Top of Material provided

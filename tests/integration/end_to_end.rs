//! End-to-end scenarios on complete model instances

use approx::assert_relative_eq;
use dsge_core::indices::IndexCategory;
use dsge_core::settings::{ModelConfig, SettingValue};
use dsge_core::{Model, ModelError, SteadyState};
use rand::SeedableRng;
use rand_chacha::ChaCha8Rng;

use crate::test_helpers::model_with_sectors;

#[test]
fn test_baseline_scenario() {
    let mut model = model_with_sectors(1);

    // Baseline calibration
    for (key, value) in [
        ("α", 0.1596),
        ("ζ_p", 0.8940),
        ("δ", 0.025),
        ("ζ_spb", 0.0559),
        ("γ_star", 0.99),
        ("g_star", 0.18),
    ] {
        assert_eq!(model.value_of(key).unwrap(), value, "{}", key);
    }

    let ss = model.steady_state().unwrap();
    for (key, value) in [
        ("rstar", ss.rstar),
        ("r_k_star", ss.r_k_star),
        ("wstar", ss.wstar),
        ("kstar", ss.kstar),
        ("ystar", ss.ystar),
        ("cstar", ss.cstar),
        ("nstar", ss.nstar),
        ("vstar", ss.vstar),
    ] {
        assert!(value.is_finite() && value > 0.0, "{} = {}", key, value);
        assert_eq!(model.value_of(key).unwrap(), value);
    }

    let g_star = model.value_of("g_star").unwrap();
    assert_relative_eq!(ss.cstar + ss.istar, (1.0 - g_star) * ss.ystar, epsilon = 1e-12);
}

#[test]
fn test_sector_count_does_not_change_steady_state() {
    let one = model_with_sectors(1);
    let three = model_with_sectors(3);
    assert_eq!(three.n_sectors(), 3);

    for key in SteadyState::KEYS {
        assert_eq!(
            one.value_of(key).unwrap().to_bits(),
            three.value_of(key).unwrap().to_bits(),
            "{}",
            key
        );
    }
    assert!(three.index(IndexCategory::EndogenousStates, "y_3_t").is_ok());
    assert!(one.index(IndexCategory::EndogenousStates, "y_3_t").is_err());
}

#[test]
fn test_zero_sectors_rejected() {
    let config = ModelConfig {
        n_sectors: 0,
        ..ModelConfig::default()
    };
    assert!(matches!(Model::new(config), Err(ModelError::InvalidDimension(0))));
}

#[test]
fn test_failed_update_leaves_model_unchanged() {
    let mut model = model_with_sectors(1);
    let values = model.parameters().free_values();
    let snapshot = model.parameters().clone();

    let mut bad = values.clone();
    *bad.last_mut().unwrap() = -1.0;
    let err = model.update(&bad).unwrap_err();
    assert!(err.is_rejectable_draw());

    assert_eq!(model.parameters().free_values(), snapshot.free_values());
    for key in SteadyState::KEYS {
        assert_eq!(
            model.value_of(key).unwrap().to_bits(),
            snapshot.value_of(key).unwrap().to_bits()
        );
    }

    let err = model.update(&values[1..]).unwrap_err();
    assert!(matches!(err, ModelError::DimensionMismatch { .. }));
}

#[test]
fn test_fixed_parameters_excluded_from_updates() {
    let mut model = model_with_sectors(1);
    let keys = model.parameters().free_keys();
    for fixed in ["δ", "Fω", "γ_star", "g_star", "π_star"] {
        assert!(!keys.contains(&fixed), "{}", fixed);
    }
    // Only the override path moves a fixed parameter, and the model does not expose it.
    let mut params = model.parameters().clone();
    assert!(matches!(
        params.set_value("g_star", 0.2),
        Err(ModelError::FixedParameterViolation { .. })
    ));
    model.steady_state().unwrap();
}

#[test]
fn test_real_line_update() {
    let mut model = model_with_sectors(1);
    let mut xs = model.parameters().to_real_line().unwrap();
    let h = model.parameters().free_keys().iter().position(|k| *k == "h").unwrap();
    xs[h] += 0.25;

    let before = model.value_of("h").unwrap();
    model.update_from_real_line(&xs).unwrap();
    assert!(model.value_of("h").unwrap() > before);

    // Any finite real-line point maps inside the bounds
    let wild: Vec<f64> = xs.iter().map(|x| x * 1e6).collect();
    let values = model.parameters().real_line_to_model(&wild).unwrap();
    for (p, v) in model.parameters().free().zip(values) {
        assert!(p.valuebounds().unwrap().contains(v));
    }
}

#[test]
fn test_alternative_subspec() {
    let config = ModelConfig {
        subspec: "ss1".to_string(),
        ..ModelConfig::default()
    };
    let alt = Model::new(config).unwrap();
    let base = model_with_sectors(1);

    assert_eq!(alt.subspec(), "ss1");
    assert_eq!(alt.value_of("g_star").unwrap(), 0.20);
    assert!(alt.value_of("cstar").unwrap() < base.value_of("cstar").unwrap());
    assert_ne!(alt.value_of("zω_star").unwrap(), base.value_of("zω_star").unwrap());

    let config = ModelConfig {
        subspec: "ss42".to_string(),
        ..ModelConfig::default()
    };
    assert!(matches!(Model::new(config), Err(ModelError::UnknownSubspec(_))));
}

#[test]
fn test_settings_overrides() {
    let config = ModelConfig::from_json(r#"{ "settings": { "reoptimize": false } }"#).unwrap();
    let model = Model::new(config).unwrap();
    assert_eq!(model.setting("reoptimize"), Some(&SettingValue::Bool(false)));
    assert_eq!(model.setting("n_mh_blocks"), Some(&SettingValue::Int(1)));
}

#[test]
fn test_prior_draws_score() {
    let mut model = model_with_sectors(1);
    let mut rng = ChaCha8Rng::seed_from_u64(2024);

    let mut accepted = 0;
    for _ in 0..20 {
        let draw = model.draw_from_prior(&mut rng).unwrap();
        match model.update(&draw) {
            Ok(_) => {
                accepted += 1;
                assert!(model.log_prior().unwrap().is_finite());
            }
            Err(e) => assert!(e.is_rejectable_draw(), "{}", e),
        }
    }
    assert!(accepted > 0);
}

Bottom of Material provided

*What is expected*:
Every line above that includes the word "snapshot" must appear in the answer.

*Response to this exercise*:
    let snapshot = model.parameters().clone();
    assert_eq!(model.parameters().free_values(), snapshot.free_values());
            snapshot.value_of(key).unwrap().to_bits()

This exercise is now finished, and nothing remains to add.